Fui andando a la Catedral y al
pasar por el seminario vi a Don José María, párroco de Coscullano, que por lo
visto había madrugado, para ir a decir misa en diversos lugares, porque ahora
son escasos los sacerdotes. No me vio, pero yo miré hacia la pequeña plaza, que
está al lado de la puerta del Seminario, donde está el busto de Ramón y Cajal,
que parece seguir meditando. Entra por dicha plaza el sol que brilla
intensamente, a pesar de haber cambiado enormemente el tiempo, porque el calor
ha cedido y el sol, a estas horas parece que me llama y me atrae, para que goce
de sus rayos, mientras contemplo la ilustre cabeza de nuestro sabio y después
me miro hacia el Monasterio de Montearagón, que parece estar paralelo a nuestra
ciudad, a la que mira como la miró en los años de mil noventa y cinco y noventa
y seis, con deseos de poseerla, pero los tiempos avanzan y todavía mira a
Huesca, en la que ya no contempla el convento de San Bernardo ni el Cuartel ni
tantos monumentos, pero que sin embargo la ve crecer.
En cambio Huesca se mira a
Montearagón con indiferencia porque se ha convertido en una ruina.
Sigo por la puerta del Museo y
entro por la calle de San Bernardo, oigo la cerradura de una puerta falsa y me
parece que por ella, como otras veces, va a salir un labrador oscense, que vive
en la calle del Suspiro. Sale por fin el esperado Claraco, saca su bicicleta y
nos ponemos a hablar el uno con el otro. Tiene un año más que yo y a pesar de
encontrarnos tantas veces, no hablamos de la Agricultura hasta el día de hoy,
en que me dice que se va al huerto, porque ya no labra sino que tiene la tierra
dada a cultivar por algún otro; es que se van envejeciendo los labradores y
como los curas quedan ya muy pocos y pasa con los labradores que están
abandonando el cultivo de la tierra y los sacerdotes al morir no son sustituidos por otros que se dediquen
al culto divino. ¡Qué dedicación la de los curas y de los labradores al culto
divino del pueblo de la vecina Sierra y al cultivo de la tierra oscense!.
Claraco conserva el apodo que, con gran honor, llevaba su familia desde siglos,
como todas las casa de labranza de Huesca llevaban el suyo!, ya que su
auténtico apellido es el de Sauqué.
Llego por la calle de Dormer a la
Catedral y allí observo la cultura del hombre, por ejemplo en el arte del altar
mayor, esculpido por Damián Forment y por su hija, cuyos bustos, como el de
Cajal en el Seminario, se exponen a la contemplación de los visitantes y de los fieles, que se quedan admirados por
la belleza de la hija escultora.
Al marchar,
otra vez al lado del Seminario me encuentro a un anciano sacerdote, que casi
siempre va sólo, como meditando.

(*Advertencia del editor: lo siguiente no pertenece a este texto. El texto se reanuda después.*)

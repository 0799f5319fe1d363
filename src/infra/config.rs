use std::time::Duration;

use crate::cli::Cli;

pub const DEFAULT_NWS_BASE_URL: &str = "https://api.weather.gov";

/// Which run-loop owns the process. Decided once at startup.
#[derive(Debug, Clone, PartialEq, Eq)]
pub enum Transport {
    Stdio,
    Http { address: String },
}

impl Transport {
    /// An absent or blank address means stdio. A bare `:port` listens on all interfaces.
    pub fn from_address(address: Option<&str>) -> Self {
        match address.map(str::trim) {
            Some(a) if a.starts_with(':') => Transport::Http {
                address: format!("0.0.0.0{a}"),
            },
            Some(a) if !a.is_empty() => Transport::Http {
                address: a.to_string(),
            },
            _ => Transport::Stdio,
        }
    }
}

impl std::fmt::Display for Transport {
    fn fmt(&self, f: &mut std::fmt::Formatter<'_>) -> std::fmt::Result {
        match self {
            Transport::Stdio => f.write_str("stdio"),
            Transport::Http { address } => write!(f, "http://{address}/mcp"),
        }
    }
}

/// Settings for the NWS HTTP client.
#[derive(Debug, Clone, PartialEq, Eq)]
pub struct UpstreamConfig {
    pub base_url: String,
    pub user_agent: String,
    pub connect_timeout: Duration,
    pub request_timeout: Duration,
}

impl Default for UpstreamConfig {
    fn default() -> Self {
        Self {
            base_url: DEFAULT_NWS_BASE_URL.to_string(),
            user_agent: default_user_agent(),
            connect_timeout: Duration::from_secs(5),
            request_timeout: Duration::from_secs(30),
        }
    }
}

impl UpstreamConfig {
    pub fn from_env() -> Self {
        let defaults = Self::default();
        let secs = |key: &str, fallback: Duration| {
            std::env::var(key)
                .ok()
                .and_then(|s| s.parse::<u64>().ok())
                .filter(|s| *s > 0)
                .map(Duration::from_secs)
                .unwrap_or(fallback)
        };
        Self {
            base_url: non_empty_var("NWS_BASE_URL").unwrap_or(defaults.base_url),
            user_agent: non_empty_var("NWS_USER_AGENT").unwrap_or(defaults.user_agent),
            connect_timeout: secs("NWS_CONNECT_TIMEOUT_SECS", defaults.connect_timeout),
            request_timeout: secs("NWS_TIMEOUT_SECS", defaults.request_timeout),
        }
    }

    /// Same defaults, pointed at another base URL (tests, mirrors).
    pub fn with_base_url(base_url: impl Into<String>) -> Self {
        Self {
            base_url: base_url.into(),
            ..Self::default()
        }
    }
}

pub struct Config {
    pub transport: Transport,
    pub upstream: UpstreamConfig,
}

impl Config {
    pub fn from_cli(cli: &Cli) -> Self {
        Self {
            transport: Transport::from_address(cli.address.as_deref()),
            upstream: UpstreamConfig::from_env(),
        }
    }
}

fn default_user_agent() -> String {
    // NWS rejects requests without an identifying User-Agent.
    format!("mcp-nws/{}", env!("CARGO_PKG_VERSION"))
}

fn non_empty_var(key: &str) -> Option<String> {
    std::env::var(key).ok().filter(|v| !v.trim().is_empty())
}

#[cfg(test)]
mod tests {
    use super::*;
    use serial_test::serial;

    fn clear_env() {
        for key in [
            "NWS_BASE_URL",
            "NWS_USER_AGENT",
            "NWS_TIMEOUT_SECS",
            "NWS_CONNECT_TIMEOUT_SECS",
        ] {
            std::env::remove_var(key);
        }
    }

    #[test]
    fn no_address_selects_stdio() {
        assert_eq!(Transport::from_address(None), Transport::Stdio);
        assert_eq!(Transport::from_address(Some("  ")), Transport::Stdio);
    }

    #[test]
    fn address_selects_http() {
        assert_eq!(
            Transport::from_address(Some("127.0.0.1:8080")),
            Transport::Http {
                address: "127.0.0.1:8080".into()
            }
        );
        assert_eq!(
            Transport::from_address(Some(":9000")),
            Transport::Http {
                address: "0.0.0.0:9000".into()
            }
        );
    }

    #[test]
    #[serial]
    fn upstream_defaults() {
        clear_env();
        let cfg = UpstreamConfig::from_env();
        assert_eq!(cfg, UpstreamConfig::default());
        assert_eq!(cfg.base_url, "https://api.weather.gov");
        assert!(cfg.user_agent.starts_with("mcp-nws/"));
    }

    #[test]
    #[serial]
    fn upstream_env_overrides() {
        clear_env();
        std::env::set_var("NWS_BASE_URL", "http://localhost:9999");
        std::env::set_var("NWS_USER_AGENT", "tests (ops@example.com)");
        std::env::set_var("NWS_TIMEOUT_SECS", "7");
        std::env::set_var("NWS_CONNECT_TIMEOUT_SECS", "nope");
        let cfg = UpstreamConfig::from_env();
        assert_eq!(cfg.base_url, "http://localhost:9999");
        assert_eq!(cfg.user_agent, "tests (ops@example.com)");
        assert_eq!(cfg.request_timeout, Duration::from_secs(7));
        assert_eq!(cfg.connect_timeout, Duration::from_secs(5));
        clear_env();
    }

    #[test]
    #[serial]
    fn config_from_cli() {
        clear_env();
        let cfg = Config::from_cli(&Cli {
            address: Some("0.0.0.0:8080".into()),
        });
        assert_eq!(cfg.transport.to_string(), "http://0.0.0.0:8080/mcp");
        let cfg = Config::from_cli(&Cli { address: None });
        assert_eq!(cfg.transport, Transport::Stdio);
    }
}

Me pongo a hablar con él y me llena de frases
sagradas, como la siguiente: la Naturaleza inferior de los animales se rige por
las leyes de esa Naturaleza, pero a los hombres Dios nos ha hecho libres y la
libertad nos hace a unos, creer en Dios y a otros, como a Ramón y Cajal, dudar
de El. El Señor nos dio la libertad.